Boost logo

Boost Users :

Subject: Re: [Boost-users] [Spirit-general] Pattern matching with boost
From: Tkil (tkil_at_[hidden])
Date: 2011-11-10 01:59:53


On Nov 9, 2011, at 21:49, Alec Taylor wrote:

> Here is a really simple explanation I just figured out to explain the
> problem I am trying to solve:
>
> std::string s1=garbagetext1+number1+name1+garbagetext4;
> std::string s3=garbagetext2+(number1+2)+name1+garbagetext5;
> std::string s5=garbagetext3+(number1+4)+name1+garbagetext6;
>
> If this pattern is found:
>
> return s1.substr(number1+name1);

Ok, now you've changed the requirements again: every previous message talked about four consecutive messages.

> How can I do this using boost [or other] libraries?

Have you even tried my code?

   http://article.gmane.org/gmane.comp.lib.boost.user/71262

It seems a bit rude to ask for suggestions and then [apparently] ignore them.

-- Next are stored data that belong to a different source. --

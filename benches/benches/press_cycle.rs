// Copyright 2025 the Understory Authors
// SPDX-License-Identifier: Apache-2.0 OR MIT

use std::cell::{Cell, RefCell};
use std::hint::black_box;
use std::rc::Rc;
use std::time::Duration;

use criterion::{BatchSize, BenchmarkId, Criterion, criterion_group, criterion_main};
use kurbo::{Point, Rect, Size, Vec2};
use understory_press_scale::gesture::{GestureInterpreter, TouchEvent};
use understory_press_scale::{
    ClickHandler, ScalableView, ScaleConfig, TouchHandler, ViewBinding, scale_for_absolute_size,
};

const BOUNDS: Rect = Rect::new(0.0, 0.0, 200.0, 60.0);

struct BenchView {
    scale: Cell<Vec2>,
    touch: RefCell<Option<TouchHandler>>,
}

impl BenchView {
    fn new() -> Rc<Self> {
        Rc::new(Self {
            scale: Cell::new(Vec2::new(1.0, 1.0)),
            touch: RefCell::new(None),
        })
    }
}

impl ViewBinding for BenchView {
    fn measured_size(&self) -> Size {
        BOUNDS.size()
    }

    fn scale(&self) -> Vec2 {
        self.scale.get()
    }

    fn set_scale(&self, scale: Vec2) {
        self.scale.set(scale);
    }

    fn bounds(&self) -> Rect {
        BOUNDS
    }

    fn is_interactive(&self) -> bool {
        true
    }

    fn set_interactive(&self, _interactive: bool) {}

    fn request_parent_repaint(&self) {}

    fn dp_to_px(&self, dp: f64) -> f64 {
        dp * 2.625
    }

    fn set_touch_handler(&self, handler: Option<TouchHandler>) {
        *self.touch.borrow_mut() = handler;
    }

    fn set_click_handler(&self, _handler: Option<ClickHandler>) {}

    fn set_long_click_handler(&self, _handler: Option<ClickHandler>) {}
}

/// A press with `moves` pointer moves, half of them outside the bounds.
fn gesture_stream(moves: usize) -> Vec<TouchEvent> {
    let mut events = Vec::with_capacity(moves + 2);
    events.push(TouchEvent::down(Point::new(10.0, 10.0)));
    for i in 0..moves {
        let x = if i < moves / 2 { 10.0 + i as f64 } else { 400.0 };
        events.push(TouchEvent::moved(Point::new(x, 10.0)));
    }
    events.push(TouchEvent::up(Point::new(400.0, 10.0)));
    events
}

fn bench_gesture_interpreter(c: &mut Criterion) {
    let mut group = c.benchmark_group("press_scale/gesture");
    for moves in [16usize, 256] {
        let events = gesture_stream(moves);
        group.bench_with_input(BenchmarkId::from_parameter(moves), &events, |b, events| {
            b.iter_batched(
                GestureInterpreter::new,
                |mut gesture| {
                    for event in events {
                        black_box(gesture.on_touch(event, BOUNDS, true));
                    }
                },
                BatchSize::SmallInput,
            );
        });
    }
    group.finish();
}

fn bench_press_release_frames(c: &mut Criterion) {
    let mut group = c.benchmark_group("press_scale/frames");
    let config = ScaleConfig::default();
    group.bench_function("press_release_60hz", |b| {
        b.iter_batched(
            || {
                let view = BenchView::new();
                let scalable = ScalableView::bind_with_config(&view, config);
                (view, scalable)
            },
            |(view, scalable)| {
                let mut clock = Duration::ZERO;
                scalable.on_press_started();
                while scalable.on_frame(clock).is_some() {
                    clock += Duration::from_micros(16_667);
                }
                scalable.on_press_ended();
                while scalable.on_frame(clock).is_some() {
                    clock += Duration::from_micros(16_667);
                }
                black_box(view.scale());
            },
            BatchSize::SmallInput,
        );
    });
    group.finish();
}

fn bench_absolute_size(c: &mut Criterion) {
    c.bench_function("press_scale/scale_for_absolute_size", |b| {
        b.iter(|| {
            scale_for_absolute_size(
                black_box(Size::new(320.0, 48.0)),
                black_box(10.0),
                1.0,
                |dp| dp * 2.625,
            )
        });
    });
}

criterion_group!(
    benches,
    bench_gesture_interpreter,
    bench_press_release_frames,
    bench_absolute_size
);
criterion_main!(benches);
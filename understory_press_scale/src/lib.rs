// Copyright 2025 the Understory Authors
// SPDX-License-Identifier: Apache-2.0 OR MIT

// After you edit the crate's doc comment, run this command, then check README.md for any missing links
// cargo rdme --workspace-project=understory_press_scale --heading-base-level=0

//! Understory Press Scale: headless "push down" press feedback for UI elements.
//!
//! Pressing an element shrinks it slightly; lifting the pointer, cancelling,
//! or dragging off the element scales it back. This crate owns the state
//! machine behind that effect and leaves rendering, layout, and event
//! delivery to the host.
//!
//! - [`gesture`]: turn raw touch phases into press intents.
//! - [`ScaleAnimationController`]: decide targets, run one animation session at
//!   a time, and apply scale on every frame.
//! - [`scale_for_absolute_size`]: convert an inset in device-independent units
//!   into a scale factor.
//! - [`ScalableView`]: bind all of the above to a host element implementing
//!   [`ViewBinding`].
//!
//! ## Binding an element
//!
//! ```rust
//! use std::cell::{Cell, RefCell};
//! use std::rc::Rc;
//! use std::time::Duration;
//!
//! use kurbo::{Point, Rect, Size, Vec2};
//! use understory_press_scale::gesture::TouchEvent;
//! use understory_press_scale::{
//!     ClickHandler, ScalableView, ScaleOptions, TouchHandler, ViewBinding,
//! };
//!
//! #[derive(Default)]
//! struct Button {
//!     scale: Cell<Vec2>,
//!     touch: RefCell<Option<TouchHandler>>,
//! }
//!
//! impl ViewBinding for Button {
//!     fn measured_size(&self) -> Size { Size::new(120.0, 40.0) }
//!     fn scale(&self) -> Vec2 { self.scale.get() }
//!     fn set_scale(&self, scale: Vec2) { self.scale.set(scale); }
//!     fn bounds(&self) -> Rect { Rect::new(0.0, 0.0, 120.0, 40.0) }
//!     fn is_interactive(&self) -> bool { true }
//!     fn set_interactive(&self, _: bool) {}
//!     fn request_parent_repaint(&self) {}
//!     fn dp_to_px(&self, dp: f64) -> f64 { dp }
//!     fn set_touch_handler(&self, handler: Option<TouchHandler>) {
//!         *self.touch.borrow_mut() = handler;
//!     }
//!     fn set_click_handler(&self, _: Option<ClickHandler>) {}
//!     fn set_long_click_handler(&self, _: Option<ClickHandler>) {}
//! }
//!
//! let button = Rc::new(Button { scale: Cell::new(Vec2::new(1.0, 1.0)), ..Default::default() });
//! let scalable = ScalableView::bind(&button, ScaleOptions::default()).unwrap();
//!
//! // The host delivers touches to whatever handler is installed.
//! let mut handler = button.touch.borrow_mut().take().unwrap();
//! assert!(!handler(&TouchEvent::down(Point::new(10.0, 10.0))));
//!
//! // ...and frames while something is animating.
//! scalable.on_frame(Duration::ZERO);
//! scalable.on_frame(Duration::from_millis(50));
//! assert_eq!(button.scale(), Vec2::new(0.9, 0.9));
//! assert!(!scalable.is_animating());
//! ```
//!
//! ## Lifetimes
//!
//! The binding holds the element through a [`Weak`](alloc::rc::Weak)
//! reference. When the element is dropped, or after [`ScalableView::release`],
//! every operation becomes a no-op. The installed touch handler keeps the
//! controller alive until it is removed.
//!
//! ## Threading
//!
//! Everything runs on the host's UI thread. Animation is cooperative: the host
//! calls [`ScalableView::on_frame`] with monotonically increasing timestamps,
//! and starting a new animation is the only way one is cancelled short of
//! releasing the binding.
//!
//! This crate is `no_std` (with `alloc`).

#![no_std]

extern crate alloc;

mod binding;
mod config;
mod controller;
mod easing;
mod geometry;
pub mod gesture;
mod session;

pub use binding::{ClickHandler, TouchHandler, ViewBinding};
pub use config::{
    ConfigError, DEFAULT_PUSH_DURATION, DEFAULT_PUSH_SCALE_RATIO, DEFAULT_PUSH_SCALE_SIZE,
    DEFAULT_RELEASE_DURATION, ScaleConfig, ScaleMode, ScaleOptions,
};
pub use controller::{Handlers, ScalableView, ScaleAnimationController};
pub use easing::Interpolator;
pub use geometry::scale_for_absolute_size;
pub use session::{AnimationSession, FrameSample, SessionId};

If it doesn't work, do you understand it well enough that you could try to alter it? (Hint: look at str_pat, although see point [2] below)

If you don't understand it, what don't you understand? I'll be happy to try to make it more obvious. I'll be less happy trying to help you further, when you don't seem able to provide a reasonable and consistent set of requirements.

Some corner cases to think about:

1. Can you distinguish "garbage text" from a "name"? If so, how? Character set used? Spaces? Predefined set of names?

2. Can you get mulitple candidates in each string? E.g.,

      s1 = "foo 1 apple 2 pear bar";
      s2 = "baz 3 orange 3 pear quux";

3. Is it 4 strings, or 3 strings (skipping intermediate strings), or...?

4. How large are these strings? If they're particularly large, then efficiency might have to trump elegance/readability. "particularly large" varies with time; for modern hardware, I wouldn't start worrying until the strings are ~MiB each, depending on how many sets of 3 (or 4 or 5 or 2 or...) we have to match.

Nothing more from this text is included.